Dataset entries
-- Opening Marker --
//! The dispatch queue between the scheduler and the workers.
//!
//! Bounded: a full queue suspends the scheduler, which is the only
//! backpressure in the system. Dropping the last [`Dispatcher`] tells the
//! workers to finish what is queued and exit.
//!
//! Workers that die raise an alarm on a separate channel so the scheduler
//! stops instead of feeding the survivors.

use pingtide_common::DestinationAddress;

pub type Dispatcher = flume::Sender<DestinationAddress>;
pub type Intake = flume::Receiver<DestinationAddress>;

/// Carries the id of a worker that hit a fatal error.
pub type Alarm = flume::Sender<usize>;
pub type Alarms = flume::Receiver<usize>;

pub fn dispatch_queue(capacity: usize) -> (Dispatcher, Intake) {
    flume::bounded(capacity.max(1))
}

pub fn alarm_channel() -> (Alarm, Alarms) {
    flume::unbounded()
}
-- Closing Marker --
-- Opening Marker --
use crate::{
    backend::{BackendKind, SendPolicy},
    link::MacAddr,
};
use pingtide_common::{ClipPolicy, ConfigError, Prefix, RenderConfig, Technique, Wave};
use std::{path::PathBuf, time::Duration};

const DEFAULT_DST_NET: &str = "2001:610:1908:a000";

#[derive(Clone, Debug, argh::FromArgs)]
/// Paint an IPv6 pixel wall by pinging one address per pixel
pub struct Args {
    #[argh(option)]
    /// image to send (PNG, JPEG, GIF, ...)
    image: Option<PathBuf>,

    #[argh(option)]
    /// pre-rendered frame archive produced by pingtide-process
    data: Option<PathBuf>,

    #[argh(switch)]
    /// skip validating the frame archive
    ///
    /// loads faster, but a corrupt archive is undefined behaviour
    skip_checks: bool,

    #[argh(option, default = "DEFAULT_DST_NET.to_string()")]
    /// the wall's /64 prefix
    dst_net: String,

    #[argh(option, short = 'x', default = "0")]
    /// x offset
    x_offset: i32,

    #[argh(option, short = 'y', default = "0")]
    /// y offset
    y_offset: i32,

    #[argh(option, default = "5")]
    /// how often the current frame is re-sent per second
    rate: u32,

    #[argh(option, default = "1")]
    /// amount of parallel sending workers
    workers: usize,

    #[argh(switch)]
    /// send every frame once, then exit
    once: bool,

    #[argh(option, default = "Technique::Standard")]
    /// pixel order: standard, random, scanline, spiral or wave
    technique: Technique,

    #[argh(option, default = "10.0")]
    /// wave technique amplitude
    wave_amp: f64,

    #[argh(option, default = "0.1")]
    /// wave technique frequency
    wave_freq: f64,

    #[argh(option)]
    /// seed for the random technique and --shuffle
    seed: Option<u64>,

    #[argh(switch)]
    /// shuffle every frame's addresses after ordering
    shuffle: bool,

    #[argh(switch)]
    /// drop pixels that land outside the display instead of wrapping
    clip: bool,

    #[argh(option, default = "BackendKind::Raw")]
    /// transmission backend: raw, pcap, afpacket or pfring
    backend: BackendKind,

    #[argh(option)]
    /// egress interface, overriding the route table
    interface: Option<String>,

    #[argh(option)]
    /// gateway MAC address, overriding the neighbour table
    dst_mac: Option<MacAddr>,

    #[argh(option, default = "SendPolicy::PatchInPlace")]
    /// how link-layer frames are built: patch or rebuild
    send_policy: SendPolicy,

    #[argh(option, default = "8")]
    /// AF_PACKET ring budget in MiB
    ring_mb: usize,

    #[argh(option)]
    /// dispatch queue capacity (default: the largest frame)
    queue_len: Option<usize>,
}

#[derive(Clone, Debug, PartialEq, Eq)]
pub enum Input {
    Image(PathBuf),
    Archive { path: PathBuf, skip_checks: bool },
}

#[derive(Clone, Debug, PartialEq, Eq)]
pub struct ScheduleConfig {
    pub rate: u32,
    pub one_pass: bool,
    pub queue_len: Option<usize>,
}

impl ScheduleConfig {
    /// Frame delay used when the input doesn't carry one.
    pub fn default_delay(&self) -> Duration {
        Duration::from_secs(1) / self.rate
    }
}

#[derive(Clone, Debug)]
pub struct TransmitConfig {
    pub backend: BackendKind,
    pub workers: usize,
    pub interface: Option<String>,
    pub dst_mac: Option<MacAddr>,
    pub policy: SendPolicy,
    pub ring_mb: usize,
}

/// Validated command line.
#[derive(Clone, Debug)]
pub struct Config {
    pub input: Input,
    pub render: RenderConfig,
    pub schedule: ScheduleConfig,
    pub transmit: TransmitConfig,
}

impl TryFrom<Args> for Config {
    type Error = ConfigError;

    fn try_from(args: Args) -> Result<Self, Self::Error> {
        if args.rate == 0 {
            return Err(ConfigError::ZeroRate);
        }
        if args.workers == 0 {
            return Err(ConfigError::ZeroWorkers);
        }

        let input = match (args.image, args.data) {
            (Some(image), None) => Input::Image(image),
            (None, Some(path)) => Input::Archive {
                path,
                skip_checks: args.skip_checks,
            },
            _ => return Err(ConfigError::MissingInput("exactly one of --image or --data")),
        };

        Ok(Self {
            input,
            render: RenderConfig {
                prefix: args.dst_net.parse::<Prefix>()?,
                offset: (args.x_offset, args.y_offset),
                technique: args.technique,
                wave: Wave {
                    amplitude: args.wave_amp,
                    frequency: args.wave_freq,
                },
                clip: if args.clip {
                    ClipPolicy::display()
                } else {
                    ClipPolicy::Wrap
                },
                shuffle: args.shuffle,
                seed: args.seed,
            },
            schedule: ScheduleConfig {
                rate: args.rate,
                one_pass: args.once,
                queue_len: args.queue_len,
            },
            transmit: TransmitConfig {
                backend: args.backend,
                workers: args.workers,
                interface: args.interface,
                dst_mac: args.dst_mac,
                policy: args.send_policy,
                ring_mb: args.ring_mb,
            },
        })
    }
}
-- Closing Marker --
**Problem requirements**
Count of lines in the data above that contain the string "bool": give this number and no other words.

**Task output**
6